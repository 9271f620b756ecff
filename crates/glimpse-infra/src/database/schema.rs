//! Declared and live table shapes for the schema drift check.

use sea_orm::sea_query::{ColumnType, StringLen};
use sea_orm::{
    ColumnTrait, ConnectionTrait, DbBackend, DbErr, EntityTrait, IdenStatic, Iterable, Statement,
};

use glimpse_core::schema::{ColumnShape, TableShape};

use super::entity::{lead, post, user};

/// Tables owned by the migration tool rather than by an entity.
pub const IGNORED_TABLES: &[&str] = &["seaql_migrations"];

/// Canonical spelling of a SeaORM column type, matching [`canonical_pg_type`].
pub fn canonical_entity_type(column_type: &ColumnType) -> String {
    match column_type {
        ColumnType::SmallInteger => "smallint".to_string(),
        ColumnType::Integer => "integer".to_string(),
        ColumnType::BigInteger => "bigint".to_string(),
        ColumnType::Boolean => "boolean".to_string(),
        ColumnType::Text => "text".to_string(),
        ColumnType::String(StringLen::N(len)) => format!("varchar({})", len),
        ColumnType::String(_) => "varchar".to_string(),
        ColumnType::DateTime | ColumnType::Timestamp => "timestamp".to_string(),
        ColumnType::TimestampWithTimeZone => "timestamptz".to_string(),
        ColumnType::Date => "date".to_string(),
        ColumnType::Double => "double precision".to_string(),
        ColumnType::Float => "real".to_string(),
        ColumnType::Json => "json".to_string(),
        ColumnType::JsonBinary => "jsonb".to_string(),
        ColumnType::Uuid => "uuid".to_string(),
        other => format!("{:?}", other).to_lowercase(),
    }
}

/// Canonical spelling of an `information_schema.columns.data_type` value.
pub fn canonical_pg_type(data_type: &str, max_length: Option<i32>) -> String {
    match (data_type, max_length) {
        ("character varying", Some(len)) => format!("varchar({})", len),
        ("character varying", None) => "varchar".to_string(),
        ("timestamp without time zone", _) => "timestamp".to_string(),
        ("timestamp with time zone", _) => "timestamptz".to_string(),
        (other, _) => other.to_string(),
    }
}

fn entity_shape<E>() -> TableShape
where
    E: EntityTrait,
{
    let columns = E::Column::iter()
        .map(|column| {
            let def = column.def();
            ColumnShape::new(
                column.as_str(),
                canonical_entity_type(def.get_column_type()),
                def.is_null(),
            )
        })
        .collect();
    TableShape::new(E::default().table_name(), columns)
}

/// Shapes of every table the entities declare.
pub fn declared_schema() -> Vec<TableShape> {
    vec![
        entity_shape::<user::Entity>(),
        entity_shape::<post::Entity>(),
        entity_shape::<lead::Entity>(),
    ]
}

const LIVE_COLUMNS_SQL: &str = r#"
SELECT table_name::text AS table_name,
       column_name::text AS column_name,
       data_type::text AS data_type,
       is_nullable::text AS is_nullable,
       character_maximum_length::int4 AS max_length
FROM information_schema.columns
WHERE table_schema = current_schema()
ORDER BY table_name, ordinal_position
"#;

/// Read the shapes of every table in the current schema, minus
/// [`IGNORED_TABLES`].
pub async fn live_schema<C>(db: &C) -> Result<Vec<TableShape>, DbErr>
where
    C: ConnectionTrait,
{
    let rows = db
        .query_all(Statement::from_string(DbBackend::Postgres, LIVE_COLUMNS_SQL))
        .await?;

    let mut tables: Vec<TableShape> = Vec::new();
    for row in rows {
        let table: String = row.try_get("", "table_name")?;
        if IGNORED_TABLES.contains(&table.as_str()) {
            continue;
        }
        let name: String = row.try_get("", "column_name")?;
        let data_type: String = row.try_get("", "data_type")?;
        let is_nullable: String = row.try_get("", "is_nullable")?;
        let max_length: Option<i32> = row.try_get("", "max_length")?;

        let column = ColumnShape::new(
            name,
            canonical_pg_type(&data_type, max_length),
            is_nullable == "YES",
        );
        // Rows arrive grouped by table.
        match tables.last_mut() {
            Some(last) if last.name == table => last.columns.push(column),
            _ => tables.push(TableShape::new(table, vec![column])),
        }
    }
    Ok(tables)
}

#[cfg(test)]
mod tests {
    use super::*;
    use glimpse_core::schema::diff_schemas;

    fn declared(table: &str) -> TableShape {
        declared_schema()
            .into_iter()
            .find(|t| t.name == table)
            .unwrap()
    }

    #[test]
    fn test_declares_all_three_tables() {
        let names: Vec<String> = declared_schema().into_iter().map(|t| t.name).collect();
        assert_eq!(names, vec!["users", "posts", "leads"]);
    }

    #[test]
    fn test_user_columns_follow_entity_definition() {
        let users = declared("users");
        let username = users.columns.iter().find(|c| c.name == "username").unwrap();
        assert_eq!(username.data_type, "varchar(26)");
        assert!(!username.nullable);

        let last_login = users.columns.iter().find(|c| c.name == "last_login").unwrap();
        assert_eq!(last_login.data_type, "timestamp");
        assert!(last_login.nullable);
    }

    #[test]
    fn test_post_content_is_nullable_text() {
        let posts = declared("posts");
        let content = posts.columns.iter().find(|c| c.name == "content").unwrap();
        assert_eq!(content.data_type, "text");
        assert!(content.nullable);
    }

    #[test]
    fn test_lead_id_is_plain_integer() {
        let leads = declared("leads");
        assert_eq!(leads.columns[0], ColumnShape::new("id", "integer", false));
        assert_eq!(leads.columns.len(), 7);
    }

    #[test]
    fn test_postgres_type_names_are_canonicalized() {
        assert_eq!(canonical_pg_type("character varying", Some(100)), "varchar(100)");
        assert_eq!(canonical_pg_type("timestamp without time zone", None), "timestamp");
        assert_eq!(canonical_pg_type("integer", None), "integer");
    }

    #[test]
    fn test_migrated_leads_table_has_no_drift() {
        // What information_schema reports after the leads migration.
        let mut columns = vec![ColumnShape::new("id", "integer", false)];
        for name in ["lead_name", "email", "source", "interest_level", "status", "salesperson"] {
            columns.push(ColumnShape::new(
                name,
                canonical_pg_type("character varying", Some(100)),
                true,
            ));
        }
        let live = TableShape::new("leads", columns);
        assert!(diff_schemas(&[declared("leads")], &[live]).is_empty());
    }
}
use sea_orm_migration::prelude::*;

#[derive(DeriveMigrationName)]
pub struct Migration;

#[async_trait::async_trait]
impl MigrationTrait for Migration {
    async fn up(&self, manager: &SchemaManager) -> Result<(), DbErr> {
        manager
            .create_table(
                Table::create()
                    .table(Users::Table)
                    .if_not_exists()
                    .col(
                        ColumnDef::new(Users::Id)
                            .integer()
                            .not_null()
                            .auto_increment()
                            .primary_key(),
                    )
                    .col(ColumnDef::new(Users::Username).string_len(26).not_null().unique_key())
                    .col(ColumnDef::new(Users::Email).string_len(100).not_null().unique_key())
                    .col(ColumnDef::new(Users::Phone).string_len(20).null())
                    .col(ColumnDef::new(Users::LastLogin).date_time().null())
                    .col(ColumnDef::new(Users::IsActive).boolean().not_null().default(true))
                    .col(
                        ColumnDef::new(Users::CreatedAt)
                            .date_time()
                            .not_null()
                            .default(Expr::current_timestamp()),
                    )
                    .col(ColumnDef::new(Users::ProfilePicture).string_len(255).null())
                    .to_owned(),
            )
            .await
    }

    async fn down(&self, manager: &SchemaManager) -> Result<(), DbErr> {
        manager
            .drop_table(Table::drop().table(Users::Table).to_owned())
            .await
    }
}

#[derive(DeriveIden)]
pub(crate) enum Users {
    Table,
    Id,
    Username,
    Email,
    Phone,
    LastLogin,
    IsActive,
    CreatedAt,
    ProfilePicture,
}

********

• **ACTION ITEM**:
Go through the material above and count the lines that include "Statement". Give the number alone.

• **RESULT FOR THIS TASK**:
2